At left is the Scarsdale home of Andrea Sanderlin, 45, who is accused of growing thousands of marijuana plants inside a Queens warehouse, right. (June 5, 2013) Credit: Christian Wade and DEA
A 45-year-old Scarsdale woman was indicted Tuesday on charges of manufacturing and distributing more than $3 million in marijuana, as prosecutors compared her to Colombian druglords and blasted her for being a bad role model for her three children.
Andrea Sanderlin was arrested May 20 after federal agents, who had been watching her for some time, stopped her car and brought her to the Queens warehouse where they say she ran a sophisticated marijuana grow operation. That operation, authorities said, included an indoor irrigation system, high-tech lamps to simulate sunlight and a ventilation system. Agents found nearly 3,000 marijuana plants growing under those lamps, drying out or being prepped for packaging at the industrial warehouse on 57th Drive.
In a case that has been compared with the Showtime series "Weeds," U.S. Attorney Loretta Lynch, the prosecutor in the case, chided Sanderlin for choosing a life of crime.
"Sanderlin could have focused her talents on building a legitimate business enterprise to support her family and serve as a role model for her children," Lynch wrote in a statement announcing Sanderlin's indictment.
Authorities valued the seized marijuana at "in excess of $3 million" according to initial estimates by the Drug Enforcement Administration.
The investigation began with a tip from a confidential informant who knew the Scarsdale mom only as "Andi." Authorities quickly built their case. They discovered enormous electric bills that indicated illicit activity inside Sanderlin's most recently acquired warehouse, and at least two other locations where the feds believe she previously culitivated pot plants.
Those electric bills exceeded $9,000 a month, and authorities said Sanderlin still owed Con Edison a combined $14,000 in outstanding payments at warehouse locations in Brooklyn and the Bronx.
Joel Winograd, a Manhattan-based attorney who represents Sanderlin, did not return calls for comment Tuesday.

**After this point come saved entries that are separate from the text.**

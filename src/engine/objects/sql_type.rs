//! The declared type of every resolved expression. `Null` is the type of an
//! untyped null literal; it never constrains a type reconciliation decision.

use std::fmt::{self, Display, Formatter};

#[derive(Clone, Copy, Debug, PartialEq)]
pub enum SqlType {
    Boolean,
    Integer,
    Double,
    Text,
    Date,
    Time,
    Timestamp,
    Null,
}

impl SqlType {
    /// The widened type two set-query branches reconcile to, or None when the
    /// pair has no common representation.
    pub fn common_type(left: SqlType, right: SqlType) -> Option<SqlType> {
        if left == right {
            return Some(left);
        }

        match (left, right) {
            (SqlType::Null, other) | (other, SqlType::Null) => Some(other),
            (SqlType::Integer, SqlType::Double) | (SqlType::Double, SqlType::Integer) => {
                Some(SqlType::Double)
            }
            (SqlType::Date, SqlType::Timestamp) | (SqlType::Timestamp, SqlType::Date) => {
                Some(SqlType::Timestamp)
            }
            (SqlType::Time, SqlType::Timestamp) | (SqlType::Timestamp, SqlType::Time) => {
                Some(SqlType::Timestamp)
            }
            //Everything has a text form, so text is the widest common type
            (SqlType::Text, _) | (_, SqlType::Text) => Some(SqlType::Text),
            (_, _) => None,
        }
    }

    pub fn is_numeric(self) -> bool {
        matches!(self, SqlType::Integer | SqlType::Double)
    }
}

impl Display for SqlType {
    fn fmt(&self, f: &mut Formatter<'_>) -> fmt::Result {
        match self {
            SqlType::Boolean => write!(f, "boolean"),
            SqlType::Integer => write!(f, "integer"),
            SqlType::Double => write!(f, "double"),
            SqlType::Text => write!(f, "string"),
            SqlType::Date => write!(f, "date"),
            SqlType::Time => write!(f, "time"),
            SqlType::Timestamp => write!(f, "timestamp"),
            SqlType::Null => write!(f, "null"),
        }
    }
}

#[cfg(test)]
mod tests {
    use super::*;

    #[test]
    fn test_common_type() {
        assert_eq!(
            SqlType::common_type(SqlType::Integer, SqlType::Integer),
            Some(SqlType::Integer)
        );
        assert_eq!(
            SqlType::common_type(SqlType::Integer, SqlType::Double),
            Some(SqlType::Double)
        );
        assert_eq!(
            SqlType::common_type(SqlType::Null, SqlType::Date),
            Some(SqlType::Date)
        );
        assert_eq!(
            SqlType::common_type(SqlType::Date, SqlType::Timestamp),
            Some(SqlType::Timestamp)
        );
        assert_eq!(
            SqlType::common_type(SqlType::Integer, SqlType::Text),
            Some(SqlType::Text)
        );
        assert_eq!(SqlType::common_type(SqlType::Boolean, SqlType::Date), None);
    }
}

In statements after his client's arrest was announced on June 4, Winograd maintained the Scarsdale mom's innocence.
Neighbors and acquaintances told Newsday they had no inkling Sanderlin was involved in the drug trade, and Sanderlin's former in-laws said they hadn't heard from her in years.
Sanderlin, who rented a $2.8 million, five-bedroom mansion on Scarsdale's Saxon Woods Drive, said she worked "in interior design in the city," according to Scott Tarter, a stable owner at Twin Lakes Farm in Bronxville where Sanderlin rode horses with her 13-year-old daughter about three times a week.
Despite her seemingly normal life, Sanderlin faces a minimum of 10 years in prison and as much as $10 million in fines if she's convicted of manufacturing and possessing marijuana with intent to distribute it and maintaining a drug-involved premises.
"There's really no difference whether you're a suburban mom growing marijuana in a warehouse in Queens, or a cartel member making cocaine in the jungles of Colombia. Manufacturing and distributing illegal narcotics comes at a hefty price when you are caught by law enforcement," James T. Hayes, special-agent-in-charge at Homeland Security Investigations, said in a statement Tuesday.